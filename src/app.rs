//! Host application surface: build configuration and the built app.
//!
//! [`AppConfig`] collects everything one build needs; [`App::build`] runs
//! the whole pipeline once against a toolkit and returns the finished app,
//! which exposes selector queries over the element tree and name lookups
//! over the widgets it produced.

use tracing::debug;

use crate::build::{apply_stylesheets, BuildOutput, Driver};
use crate::dom::{Dom, ElementData, ElementId};
use crate::error::BuildError;
use crate::fields::{FieldHandle, Fields};
use crate::markup;
use crate::options::ClassTable;
use crate::template::{DictLoader, Loader, PlainRenderer, Renderer};
use crate::toolkit::{Toolkit, WidgetId, WidgetRegistry, WidgetSpec};
use crate::value::{DataContext, Value, ValueMap};

enum LayoutSource {
    None,
    Inline(String),
    Template(String),
}

/// Build configuration, assembled builder-style.
///
/// Defaults: no layout (an empty tree builds fine), the standard widget
/// registry, an empty loader, and the passthrough renderer.
pub struct AppConfig {
    layout: LayoutSource,
    template_context: ValueMap,
    data_context: DataContext,
    classes: ClassTable,
    registry: WidgetRegistry,
    loader: Box<dyn Loader>,
    renderer: Box<dyn Renderer>,
    fields: Fields,
}

impl AppConfig {
    pub fn new() -> Self {
        Self {
            layout: LayoutSource::None,
            template_context: ValueMap::new(),
            data_context: DataContext::new(),
            classes: ClassTable::new(),
            registry: WidgetRegistry::standard(),
            loader: Box::new(DictLoader::new()),
            renderer: Box::new(PlainRenderer),
            fields: Fields::new(),
        }
    }

    /// Use inline markup as the layout source.
    pub fn layout(mut self, markup: impl Into<String>) -> Self {
        self.layout = LayoutSource::Inline(markup.into());
        self
    }

    /// Use a named template, resolved through the loader, as the layout
    /// source.
    pub fn layout_template(mut self, name: impl Into<String>) -> Self {
        self.layout = LayoutSource::Template(name.into());
        self
    }

    /// Add a template-context entry, visible to the renderer.
    pub fn context(mut self, key: impl Into<String>, value: impl Into<Value>) -> Self {
        self.template_context.insert(key, value);
        self
    }

    /// Add a data-context root entry, visible to `{…}` bindings.
    pub fn data(mut self, key: impl Into<String>, value: impl Into<Value>) -> Self {
        self.data_context.insert(key, value);
        self
    }

    /// Add an entry under the `self` binding namespace.
    pub fn data_self(mut self, key: impl Into<String>, value: impl Into<Value>) -> Self {
        self.data_context.insert_self(key, value);
        self
    }

    /// Register a typed field: stored on the app and exposed to bindings
    /// as `{self.<name>}`.
    pub fn field(mut self, name: impl Into<String>, field: FieldHandle) -> Self {
        let name = name.into();
        self.data_context
            .insert_self(name.clone(), Value::Field(field.clone()));
        self.fields.insert(name, field);
        self
    }

    /// Register a style class bundle.
    pub fn class(mut self, name: impl Into<String>, bundle: &[(&str, &str)]) -> Self {
        self.classes = self.classes.with(name, bundle);
        self
    }

    /// Replace the widget registry.
    pub fn registry(mut self, registry: WidgetRegistry) -> Self {
        self.registry = registry;
        self
    }

    /// Register one additional widget type on the current registry.
    pub fn widget(mut self, name: impl Into<String>, spec: WidgetSpec) -> Self {
        self.registry.register(name, spec);
        self
    }

    pub fn loader(mut self, loader: impl Loader + 'static) -> Self {
        self.loader = Box::new(loader);
        self
    }

    pub fn renderer(mut self, renderer: impl Renderer + 'static) -> Self {
        self.renderer = Box::new(renderer);
        self
    }
}

impl Default for AppConfig {
    fn default() -> Self {
        Self::new()
    }
}

/// A built host object: the element tree plus the widgets it produced.
pub struct App {
    dom: Dom,
    output: BuildOutput,
    fields: Fields,
}

impl std::fmt::Debug for App {
    fn fmt(&self, f: &mut std::fmt::Formatter<'_>) -> std::fmt::Result {
        f.debug_struct("App").finish_non_exhaustive()
    }
}

impl App {
    /// Run the whole pipeline once: render, parse, cascade, classify,
    /// resolve, display. Synchronous and single-threaded; the first
    /// failure aborts.
    pub fn build(config: AppConfig, toolkit: &mut dyn Toolkit) -> Result<App, BuildError> {
        let source = match &config.layout {
            LayoutSource::None => String::new(),
            LayoutSource::Inline(text) => text.clone(),
            LayoutSource::Template(name) => config
                .loader
                .load(name)
                .ok_or_else(|| BuildError::TemplateNotFound(name.clone()))?,
        };
        let rendered = config.renderer.render(&source, &config.template_context);
        let mut dom = markup::parse(&rendered)?;
        debug!(elements = dom.len(), "layout parsed");

        apply_stylesheets(
            &mut dom,
            &config.registry,
            config.loader.as_ref(),
            config.renderer.as_ref(),
            &config.template_context,
        )?;

        let output = Driver::new(
            &dom,
            &config.registry,
            &config.classes,
            &config.data_context,
            toolkit,
        )
        .run()?;

        Ok(App {
            dom,
            output,
            fields: config.fields,
        })
    }

    /// Elements matching a selector, in document order. Re-evaluates the
    /// selector each call; read-only and restartable.
    pub fn select_elements(&self, selector: &str) -> Result<Vec<ElementId>, BuildError> {
        self.dom.select(selector)
    }

    /// Widget handles of matching elements, in document order, filtered to
    /// elements that produced a widget.
    pub fn select_widgets(&self, selector: &str) -> Result<Vec<WidgetId>, BuildError> {
        Ok(self
            .select_elements(selector)?
            .into_iter()
            .filter_map(|id| self.output.widgets.get(id).copied())
            .collect())
    }

    /// Widget lookup by computed or explicit name.
    pub fn widget(&self, name: &str) -> Option<WidgetId> {
        self.output
            .by_name
            .iter()
            .find(|(n, _)| n == name)
            .map(|(_, w)| *w)
    }

    /// Field lookup by registered name.
    pub fn field(&self, name: &str) -> Option<FieldHandle> {
        self.fields.get(name)
    }

    /// An element's parsed data.
    pub fn element(&self, id: ElementId) -> Option<&ElementData> {
        self.dom.get(id)
    }

    /// The computed name of an element's widget, if it produced one.
    pub fn widget_name(&self, id: ElementId) -> Option<&str> {
        self.output.names.get(id).map(String::as_str)
    }

    /// The frame holding all body widgets.
    pub fn host(&self) -> WidgetId {
        self.output.host
    }

    pub fn dom(&self) -> &Dom {
        &self.dom
    }
}

#[cfg(test)]
mod tests {
    use super::*;
    use crate::fields::{Field, StringField};
    use crate::testing::RecordingToolkit;
    use std::rc::Rc;

    // ── Configuration ────────────────────────────────────────────────

    #[test]
    fn no_layout_builds_an_empty_tree() {
        let mut toolkit = RecordingToolkit::new();
        let app = App::build(AppConfig::new(), &mut toolkit).unwrap();
        assert!(app.select_elements("*").unwrap().is_empty());
        assert_eq!(toolkit.type_of(app.host()), Some("frame"));
    }

    #[test]
    fn template_layout_resolves_through_the_loader() {
        let mut toolkit = RecordingToolkit::new();
        let config = AppConfig::new()
            .layout_template("main.html")
            .loader(DictLoader::new().with("main.html", "<html><body><button/></body></html>"));
        let app = App::build(config, &mut toolkit).unwrap();
        assert!(app.widget("button_0").is_some());
    }

    #[test]
    fn missing_template_fails() {
        let mut toolkit = RecordingToolkit::new();
        let config = AppConfig::new().layout_template("gone.html");
        let err = App::build(config, &mut toolkit).unwrap_err();
        assert!(matches!(err, BuildError::TemplateNotFound(n) if n == "gone.html"));
    }

    // ── Queries ──────────────────────────────────────────────────────

    #[test]
    fn select_widgets_filters_widgetless_elements() {
        let mut toolkit = RecordingToolkit::new();
        let config = AppConfig::new()
            .layout("<html><head><title>t</title></head><body><button/></body></html>");
        let app = App::build(config, &mut toolkit).unwrap();
        assert_eq!(app.select_elements("*").unwrap().len(), 5);
        // Only body content produces widgets.
        assert_eq!(app.select_widgets("*").unwrap().len(), 1);
    }

    #[test]
    fn selects_are_restartable() {
        let mut toolkit = RecordingToolkit::new();
        let config =
            AppConfig::new().layout("<html><body><button/><button/></body></html>");
        let app = App::build(config, &mut toolkit).unwrap();
        let first = app.select_widgets("button").unwrap();
        let second = app.select_widgets("button").unwrap();
        assert_eq!(first, second);
        assert_eq!(first.len(), 2);
    }

    #[test]
    fn widget_and_name_lookups_agree() {
        let mut toolkit = RecordingToolkit::new();
        let config = AppConfig::new().layout("<html><body><button/></body></html>");
        let app = App::build(config, &mut toolkit).unwrap();
        let id = app.select_elements("button").unwrap()[0];
        assert_eq!(app.widget_name(id), Some("button_0"));
        assert_eq!(
            app.widget("button_0"),
            app.select_widgets("button").unwrap().first().copied()
        );
    }

    // ── Data and fields ──────────────────────────────────────────────

    #[test]
    fn callbacks_bind_from_the_data_context() {
        let mut toolkit = RecordingToolkit::new();
        let config = AppConfig::new()
            .layout(r#"<html><body><button command="{self.go}"/></body></html>"#)
            .data_self("go", Value::Callback(Rc::new(|| {})));
        App::build(config, &mut toolkit).unwrap();
    }

    #[test]
    fn fields_are_bindable_and_queryable() {
        let mut toolkit = RecordingToolkit::new();
        let config = AppConfig::new()
            .layout(r#"<html><body><entry textvariable="{self.name.var}"/></body></html>"#)
            .field("name", StringField::new("amy", Some(5)).into_handle());
        let app = App::build(config, &mut toolkit).unwrap();
        let field = app.field("name").unwrap();
        assert_eq!(field.borrow().get(), Value::str("amy"));
        field.borrow_mut().set(Value::str("overflowing"));
        assert_eq!(field.borrow().get(), Value::str("overf"));
    }

    #[test]
    fn style_classes_apply_through_config() {
        let mut toolkit = RecordingToolkit::new();
        let config = AppConfig::new()
            .layout(r#"<html><body><button class="big"/></body></html>"#)
            .class("big", &[("width", "30")]);
        let app = App::build(config, &mut toolkit).unwrap();
        assert!(app.widget("button_0").is_some());
    }

    #[test]
    fn custom_widget_types_extend_the_vocabulary() {
        let mut toolkit = RecordingToolkit::new();
        let config = AppConfig::new()
            .layout("<html><body><canvas/></body></html>")
            .widget("canvas", WidgetSpec::container());
        let app = App::build(config, &mut toolkit).unwrap();
        assert!(app.widget("canvas_0").is_some());
    }
}
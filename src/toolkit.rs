//! Toolkit seam: the trait a concrete GUI backend implements, and the
//! registry of widget types the markup may name.
//!
//! The build driver talks to the backend exclusively through [`Toolkit`],
//! using opaque [`WidgetId`] handles. Nothing in the crate constructs real
//! widgets; tests use the recording mock in [`crate::testing`].

use slotmap::new_key_type;

use crate::value::{Value, ValueMap};

new_key_type! {
    /// Opaque handle to a backend widget.
    pub struct WidgetId;
}

/// Backend operations the build driver needs.
///
/// `WidgetId`s are minted by the implementation; the driver never assumes
/// anything about them beyond equality.
pub trait Toolkit {
    /// Handle of the host window. Root-level widgets and window-level
    /// configuration target this.
    fn window(&mut self) -> WidgetId;

    /// Create a widget of a registered type under a parent.
    fn construct(&mut self, type_name: &str, parent: WidgetId, options: &ValueMap) -> WidgetId;

    /// Place a widget with box-packing options (side, fill, ...).
    fn box_place(&mut self, id: WidgetId, options: &ValueMap);

    /// Place a widget at grid coordinates (row, column, spans).
    fn grid_place(&mut self, id: WidgetId, options: &ValueMap);

    /// Install a menu as the window's menu bar.
    fn set_window_menu(&mut self, menu: WidgetId);

    /// Attach a submenu to a parent menu as a cascade.
    fn cascade_attach(&mut self, menu: WidgetId, child: WidgetId, options: &ValueMap);

    /// Append a non-cascade entry (command, separator, ...) to a menu.
    fn append_entry(&mut self, menu: WidgetId, entry_type: &str, options: &ValueMap);

    /// Register a widget as a notebook tab.
    fn add_tab(&mut self, notebook: WidgetId, child: WidgetId, label: &str);

    /// Set a single property on an existing widget or the window.
    fn configure(&mut self, target: WidgetId, property: &str, value: &Value);
}

/// Capabilities of a registered widget type.
#[derive(Clone, Copy, Debug, Default, PartialEq, Eq)]
pub struct WidgetSpec {
    /// The type is a menu; its children are menu entries or cascades.
    pub menu: bool,
    /// The type hosts tabs; direct children become tabs.
    pub notebook: bool,
    /// The type may hold child widgets.
    pub container: bool,
}

impl WidgetSpec {
    pub fn widget() -> Self {
        Self::default()
    }

    pub fn container() -> Self {
        Self {
            container: true,
            ..Self::default()
        }
    }

    pub fn menu() -> Self {
        Self {
            menu: true,
            ..Self::default()
        }
    }

    pub fn notebook() -> Self {
        Self {
            notebook: true,
            container: true,
            ..Self::default()
        }
    }
}

/// Widget type vocabulary: the names markup may use as tags or `type`
/// attribute values, with their capabilities.
#[derive(Clone, Debug, Default)]
pub struct WidgetRegistry {
    entries: Vec<(String, WidgetSpec)>,
}

impl WidgetRegistry {
    /// Empty registry; every tag will be unrecognized.
    pub fn empty() -> Self {
        Self::default()
    }

    /// The default vocabulary.
    pub fn standard() -> Self {
        let mut registry = Self::empty();
        for name in [
            "label",
            "entry",
            "button",
            "spinbox",
            "combobox",
            "listbox",
            "treeview",
            "radiobutton",
            "checkbutton",
        ] {
            registry.register(name, WidgetSpec::widget());
        }
        registry.register("frame", WidgetSpec::container());
        registry.register("labelframe", WidgetSpec::container());
        registry.register("notebook", WidgetSpec::notebook());
        registry.register("menu", WidgetSpec::menu());
        registry
    }

    /// Register a widget type, replacing any previous spec for the name.
    pub fn register(&mut self, name: impl Into<String>, spec: WidgetSpec) {
        let name = name.into();
        match self.entries.iter_mut().find(|(n, _)| *n == name) {
            Some(slot) => slot.1 = spec,
            None => self.entries.push((name, spec)),
        }
    }

    pub fn get(&self, name: &str) -> Option<&WidgetSpec> {
        self.entries.iter().find(|(n, _)| n == name).map(|(_, s)| s)
    }

    pub fn contains(&self, name: &str) -> bool {
        self.get(name).is_some()
    }
}

#[cfg(test)]
mod tests {
    use super::*;

    #[test]
    fn standard_vocabulary_capabilities() {
        let registry = WidgetRegistry::standard();
        assert!(registry.contains("button"));
        assert!(registry.get("frame").unwrap().container);
        assert!(registry.get("menu").unwrap().menu);
        let notebook = registry.get("notebook").unwrap();
        assert!(notebook.notebook);
        assert!(notebook.container);
        assert!(!registry.get("label").unwrap().container);
        assert!(!registry.contains("canvas"));
    }

    #[test]
    fn register_extends_the_vocabulary() {
        let mut registry = WidgetRegistry::standard();
        registry.register("canvas", WidgetSpec::container());
        assert!(registry.get("canvas").unwrap().container);
    }

    #[test]
    fn register_replaces_existing_spec() {
        let mut registry = WidgetRegistry::standard();
        registry.register("label", WidgetSpec::container());
        assert!(registry.get("label").unwrap().container);
    }
}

ABOUT THIS EXERCISE.
From the records above, print exactly the lines that run from the line with "pub trait Toolkit" to the line with "pub struct WidgetSpec", inclusive.

RESPONSE TO THIS EXERCISE.
pub trait Toolkit {
    /// Handle of the host window. Root-level widgets and window-level
    /// configuration target this.
    fn window(&mut self) -> WidgetId;

    /// Create a widget of a registered type under a parent.
    fn construct(&mut self, type_name: &str, parent: WidgetId, options: &ValueMap) -> WidgetId;

    /// Place a widget with box-packing options (side, fill, ...).
    fn box_place(&mut self, id: WidgetId, options: &ValueMap);

    /// Place a widget at grid coordinates (row, column, spans).
    fn grid_place(&mut self, id: WidgetId, options: &ValueMap);

    /// Install a menu as the window's menu bar.
    fn set_window_menu(&mut self, menu: WidgetId);

    /// Attach a submenu to a parent menu as a cascade.
    fn cascade_attach(&mut self, menu: WidgetId, child: WidgetId, options: &ValueMap);

    /// Append a non-cascade entry (command, separator, ...) to a menu.
    fn append_entry(&mut self, menu: WidgetId, entry_type: &str, options: &ValueMap);

    /// Register a widget as a notebook tab.
    fn add_tab(&mut self, notebook: WidgetId, child: WidgetId, label: &str);

    /// Set a single property on an existing widget or the window.
    fn configure(&mut self, target: WidgetId, property: &str, value: &Value);
}

/// Capabilities of a registered widget type.
#[derive(Clone, Copy, Debug, Default, PartialEq, Eq)]
pub struct WidgetSpec {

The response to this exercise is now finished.